Italy is known for its fashion and design: Some of the world’s most recognized luxury clothing and home decor labels are proudly “made in Italy.” If you love elegant Italian style, head to Castel Romano Designer Outlet to shop for famous designer brands such as Valentino and Versace at a deep discount.
At the height of its power, the ancient city of Rome was home to millions and the capital of a vast empire, crowded with monumental temples, civic buildings, and villas. Today, visitors can get a sense of the ancient city’s wealth and power by visiting the archaeological ruins covering the Palatine Hill in the center of modern Rome, including the Colosseum, Roman Forum, Temple of Julius Caesar, and Arch of Constantine.

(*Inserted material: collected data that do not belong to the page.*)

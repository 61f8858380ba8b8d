//! CLI execution context.

use std::path::{Path, PathBuf};

use anyhow::{Context as _, Result};

use crate::config::{CliConfig, CONFIG_NAMES};
use crate::output::Output;

/// Execution context for CLI commands.
pub struct Context {
    /// CLI configuration.
    pub config: CliConfig,
    /// Output handler.
    pub output: Output,
    /// Working directory.
    pub cwd: PathBuf,
}

impl Context {
    /// Load context from config file.
    pub fn load(config_path: Option<&str>, output: Output) -> Result<Self> {
        let cwd = std::env::current_dir().context("Failed to get current directory")?;

        let config = match config_path {
            Some(path) => CliConfig::load(path)?,
            None => match find_config(&cwd) {
                Some(path) => CliConfig::load(path)?,
                None => CliConfig::default(),
            },
        };

        if let Some(source) = &config.source {
            output.debug(&format!("Using config: {}", source.display()));
        }

        Ok(Self { config, output, cwd })
    }

    /// Routes directory, from `--dir` or the config.
    pub fn routes_dir(&self, dir: Option<&str>) -> PathBuf {
        match dir {
            Some(dir) => self.resolve_path(dir),
            None => self.resolve_path(&self.config.routes.dir.to_string_lossy()),
        }
    }

    /// Resolve a path relative to the working directory.
    pub fn resolve_path(&self, path: &str) -> PathBuf {
        if Path::new(path).is_absolute() {
            PathBuf::from(path)
        } else {
            self.cwd.join(path)
        }
    }
}

/// Find the nearest config file in `start` or its ancestors.
pub fn find_config(start: &Path) -> Option<PathBuf> {
    start.ancestors().find_map(|dir| {
        CONFIG_NAMES
            .iter()
            .map(|name| dir.join(name))
            .find(|path| path.is_file())
    })
}
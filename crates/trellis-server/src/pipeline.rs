//! The request pipeline: match, load, then redirect, serve data or stream HTML.

use std::sync::Arc;

use futures::{future, stream, Stream, StreamExt, TryStreamExt};
use http::header::{CONTENT_TYPE, LOCATION};
use http::{HeaderValue, Response, StatusCode};
use tracing::Instrument;
use trellis_core::{Request, RequestId, TimingContext};
use trellis_data::{encode_error, encode_value, script_safe, LoadResult};
use trellis_executor::{LoaderExecutor, PageModule};
use trellis_observability::{record_timing, request_span};
use trellis_streaming::{byte_stream, compose, data_script, render_meta};

use crate::app::App;
use crate::body::Body;
use crate::context::RouterContext;
use crate::error::ServerError;

const HTML: &str = "text/html; charset=utf-8";
const JSON: &str = "application/json";
const TEXT: &str = "text/plain; charset=utf-8";
const PRODUCTION_ERROR: &str = "INTERNAL SERVER ERROR";

/// A page ready to render.
#[derive(Debug, Clone)]
pub struct Page {
    pub context: Arc<RouterContext>,
    pub modules: Vec<Arc<PageModule>>,
}

/// Outcome of routing and loading, before any bytes are produced.
#[derive(Debug, Clone)]
pub enum Dispatch {
    /// No route matched the pathname.
    NotFound,
    /// The outermost redirecting loader's target.
    Redirect(String),
    /// Data request: the innermost loader's result.
    Data(LoadResult),
    Page(Page),
}

impl App {
    /// Match the request and run the chain's loaders.
    pub async fn dispatch(&self, request: &Request) -> Result<Dispatch, ServerError> {
        let chain = self.routes.match_path(request.pathname());
        if chain.is_empty() {
            tracing::debug!("no route matched");
            return Ok(Dispatch::NotFound);
        }
        tracing::debug!(
            route = chain.last().map(|s| s.id()).unwrap_or_default(),
            chain = chain.len(),
            "route matched"
        );

        let executed = LoaderExecutor::run(request, &chain, self.modules.as_ref()).await?;

        if let Some(target) = executed.results.redirect() {
            tracing::info!(location = target, "loader redirected");
            return Ok(Dispatch::Redirect(target.to_string()));
        }

        if request.has_query(&self.config.data_param) {
            let last = executed.results.last().cloned().unwrap_or_else(LoadResult::empty);
            return Ok(Dispatch::Data(last));
        }

        let context = RouterContext::new(request.pathname(), request.search(), &chain, executed.results);
        Ok(Dispatch::Page(Page {
            context: Arc::new(context),
            modules: executed.modules,
        }))
    }

    /// Serve one request. Never fails: errors become 500 responses.
    pub async fn handle(&self, request: Request) -> Response<Body> {
        let span = request_span(&request);
        async move {
            let mut timing = TimingContext::new();
            let mut response = match self.respond(&request, &mut timing).await {
                Ok(response) => response,
                Err(error) => self.error_response(&error),
            };
            set_request_id(&mut response, request.id());
            record_timing(&timing, response.status().as_u16());
            response
        }
        .instrument(span)
        .await
    }

    /// Adapt a transport request and serve it.
    ///
    /// A request without a `Host` header is answered with a 500 before any
    /// routing happens.
    pub async fn handle_http<S, B, E>(&self, request: http::Request<S>, encrypted: bool) -> Response<Body>
    where
        S: Stream<Item = Result<B, E>> + Unpin,
        B: AsRef<[u8]>,
        E: std::fmt::Display,
    {
        match Request::from_http(request, encrypted).await {
            Ok(request) => self.handle(request).await,
            Err(error) => {
                tracing::warn!(error = %error, "rejecting request");
                self.error_response(&ServerError::Core(error))
            }
        }
    }

    async fn respond(&self, request: &Request, timing: &mut TimingContext) -> Result<Response<Body>, ServerError> {
        let dispatch = self.dispatch(request).await?;
        timing.mark(TimingContext::LOADERS_SETTLED);

        match dispatch {
            Dispatch::NotFound => Ok(with_content_type(
                StatusCode::NOT_FOUND,
                TEXT,
                Body::text(self.config.not_found_body.clone()),
            )),
            Dispatch::Redirect(target) => redirect(&target),
            Dispatch::Data(result) => {
                tracing::debug!("serving loader data");
                Ok(with_content_type(StatusCode::OK, JSON, Body::text(encode_value(&result)?)))
            }
            Dispatch::Page(page) => {
                let body = self.render_page(page).await?;
                timing.mark(TimingContext::PREFIX_SENT);
                Ok(with_content_type(StatusCode::OK, HTML, body))
            }
        }
    }

    /// Fill the template and start streaming.
    ///
    /// The first chunk is pulled before returning so that failures up to
    /// that point still become an error response.
    async fn render_page(&self, page: Page) -> Result<Body, ServerError> {
        let template = self.template.current(self.modules.as_ref()).await?;
        let meta = render_meta(page.context.page_data().and_then(LoadResult::meta));
        let encoded = script_safe(&encode_value(&page.context.data)?);
        let split = template.fill(&meta, &data_script(&self.config.data_global, &encoded));

        let body = self.renderer.render(Arc::clone(&page.context), page.modules);
        let mut composed = compose(split, body, self.config.empty_body);

        let first = match composed.next().await {
            Some(chunk) => chunk?,
            None => return Ok(Body::Empty),
        };
        tracing::debug!("streaming page");

        let rest = composed.inspect_err(|error| {
            tracing::error!(error = %error, "body failed after headers were sent");
        });
        Ok(Body::Stream(byte_stream(
            stream::once(future::ready(Ok(first))).chain(rest),
        )))
    }

    fn error_response(&self, error: &ServerError) -> Response<Body> {
        tracing::error!(error = %error, "request failed");

        if self.config.mode.is_development() {
            match encode_error(&error.to_wire()) {
                Ok(json) => return with_content_type(StatusCode::INTERNAL_SERVER_ERROR, JSON, Body::text(json)),
                Err(e) => tracing::warn!(error = %e, "could not encode error body"),
            }
        }
        with_content_type(StatusCode::INTERNAL_SERVER_ERROR, TEXT, Body::from(PRODUCTION_ERROR))
    }
}

fn with_content_type(status: StatusCode, content_type: &'static str, body: Body) -> Response<Body> {
    let mut response = Response::new(body);
    *response.status_mut() = status;
    response
        .headers_mut()
        .insert(CONTENT_TYPE, HeaderValue::from_static(content_type));
    response
}

fn redirect(target: &str) -> Result<Response<Body>, ServerError> {
    let location = HeaderValue::from_str(target).map_err(|_| ServerError::InvalidRedirect(target.to_string()))?;
    let mut response = Response::new(Body::Empty);
    *response.status_mut() = StatusCode::FOUND;
    response.headers_mut().insert(LOCATION, location);
    Ok(response)
}

fn set_request_id(response: &mut Response<Body>, id: &RequestId) {
    if let Ok(value) = HeaderValue::from_str(&id.to_string()) {
        response.headers_mut().insert(RequestId::HEADER, value);
    }
}
//! Observability for trellis applications.
//!
//! This crate provides:
//! - `init_logging` - `tracing` subscriber with env filter, JSON or human output
//! - `request_span` - Span carrying request id, method and path
//! - `record_timing` - Per-request timing summary

mod logging;
mod span;

pub use logging::*;
pub use span::*;

pub use trellis_core::{RequestId, TimingContext};
//! Request model passed to loaders.

use std::collections::BTreeMap;
use std::sync::Arc;

use http::{HeaderMap, HeaderName, HeaderValue, Method};
use url::Url;

use crate::error::CoreError;

/// Unique request identifier for tracing.
#[derive(Debug, Clone, PartialEq, Eq, Hash)]
pub struct RequestId(pub String);

impl RequestId {
    /// Header an upstream proxy may use to hand us an id.
    pub const HEADER: &'static str = "x-request-id";

    /// Generate a new request ID.
    pub fn generate() -> Self {
        Self(uuid::Uuid::new_v4().to_string())
    }

    /// Create from an existing ID string.
    pub fn from_string(id: impl Into<String>) -> Self {
        Self(id.into())
    }

    /// Reuse the id carried by `x-request-id`, or generate a fresh one.
    pub fn from_headers(headers: &HeaderMap) -> Self {
        headers
            .get(Self::HEADER)
            .and_then(|v| v.to_str().ok())
            .filter(|v| !v.is_empty())
            .map(Self::from_string)
            .unwrap_or_else(Self::generate)
    }
}

impl std::fmt::Display for RequestId {
    fn fmt(&self, f: &mut std::fmt::Formatter<'_>) -> std::fmt::Result {
        write!(f, "{}", self.0)
    }
}

/// Extracted route parameters (e.g., `id` from `users/[id]`).
///
/// Ordered so that serialized contexts compare equal across processes.
pub type RouteParams = BTreeMap<String, String>;

/// A fully-buffered request as seen by loaders.
///
/// Cloning is cheap: the body is shared.
#[derive(Debug, Clone)]
pub struct Request {
    id: RequestId,
    method: Method,
    url: Url,
    headers: HeaderMap,
    body: Option<Arc<[u8]>>,
}

impl Request {
    /// Create a request without headers or body.
    pub fn new(method: Method, url: Url) -> Self {
        Self {
            id: RequestId::generate(),
            method,
            url,
            headers: HeaderMap::new(),
            body: None,
        }
    }

    /// Create a GET request from an absolute URL string.
    pub fn get(url: &str) -> Result<Self, CoreError> {
        let url = Url::parse(url).map_err(|e| CoreError::InvalidUrl {
            url: url.to_string(),
            reason: e.to_string(),
        })?;
        Ok(Self::new(Method::GET, url))
    }

    /// Replace the request id.
    pub fn with_id(mut self, id: RequestId) -> Self {
        self.id = id;
        self
    }

    /// Add a header.
    pub fn with_header(mut self, name: HeaderName, value: HeaderValue) -> Self {
        self.headers.append(name, value);
        self
    }

    /// Replace all headers.
    pub fn with_headers(mut self, headers: HeaderMap) -> Self {
        self.headers = headers;
        self
    }

    /// Attach a buffered body.
    pub fn with_body(mut self, body: impl Into<Vec<u8>>) -> Self {
        self.body = Some(Arc::from(body.into()));
        self
    }

    /// Request identifier.
    pub fn id(&self) -> &RequestId {
        &self.id
    }

    /// HTTP method.
    pub fn method(&self) -> &Method {
        &self.method
    }

    /// Absolute request URL.
    pub fn url(&self) -> &Url {
        &self.url
    }

    /// URL path, always starting with `/`.
    pub fn pathname(&self) -> &str {
        self.url.path()
    }

    /// Raw query string without the leading `?` (empty when absent).
    pub fn search(&self) -> &str {
        self.url.query().unwrap_or("")
    }

    /// First value of a query parameter.
    pub fn query(&self, name: &str) -> Option<String> {
        self.url
            .query_pairs()
            .find(|(k, _)| k == name)
            .map(|(_, v)| v.into_owned())
    }

    /// Whether a query parameter is present, with or without a value.
    pub fn has_query(&self, name: &str) -> bool {
        self.url.query_pairs().any(|(k, _)| k == name)
    }

    /// All headers.
    pub fn headers(&self) -> &HeaderMap {
        &self.headers
    }

    /// Get a header value by name (case-insensitive).
    pub fn header(&self, name: &str) -> Option<&str> {
        self.headers.get(name).and_then(|v| v.to_str().ok())
    }

    /// Buffered body, absent for GET/HEAD.
    pub fn body(&self) -> Option<&[u8]> {
        self.body.as_deref()
    }

    /// Body decoded as UTF-8.
    pub fn text(&self) -> Option<&str> {
        self.body().and_then(|b| std::str::from_utf8(b).ok())
    }
}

The pretty village of Castel Gandolfo overlooks Lake Albano and is a popular day trip destination from Rome. The site offers a peaceful respite from the bustle of Italy’s capital city and is home to the the Apostolic Palace of Castel Gandolfo and Barberini Gardens, which make up the papal summer residence and are now open to the public.
Beloved by both pilgrims and art aficionados, the Church of St. Peter in Chains (San Pietro in Vincoli) houses the chains that bound Saint Peter when the Romans imprisoned him in Jerusalem. Built in the fifth century, the church today is also home to Michelangelo’s Moses, part of the unfinished monumental tomb of Pope Julius II.

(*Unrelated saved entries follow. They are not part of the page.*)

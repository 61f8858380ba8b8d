//! Prelude for convenient imports.
//!
//! ```rust,ignore
//! use trellis_router::prelude::*;
//! ```

pub use crate::{MatchedSegment, Route, RouteError, RoutePattern, RouteTable, RouteTableBuilder, Segment};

Shopaholics in Rome, head for Via Condotti, where even the window-shopping is worth the trip.
Via Condotti (its complete name is Via dei Condotti) is a street in central Rome that dates back to the ancient Roman era. It was a fashionable address as far back as the 18th century, when the Caffe Greco opened and was frequented by the likes of Goethe, Byron, Liszt, and Keats. The cafe remains open – and popular with visitors – to this day.
Most of Via Condotti is known for its fashion boutiques. Major names in fashion have shops along the street, including Gucci, Valentino, Armani, Prada, Ferragamo, Dolce & Gabbana, as well as many other designers – Italian and otherwise.
Ponte Sisto is a stone pedestrian bridge that crosses the Tiber River in Rome. It connects the historic center of Rome on one side of the river with the Trastevere neighborhood on the other side. The bridge dates back to the late 1400s and uses the foundations of an older Roman bridge that was destroyed in
the early Middle Ages. Today the bridge is one of the few bridges crossing the Tiber River that does not allow vehicles. This makes it a pleasant crossing point for visitors exploring the city by foot.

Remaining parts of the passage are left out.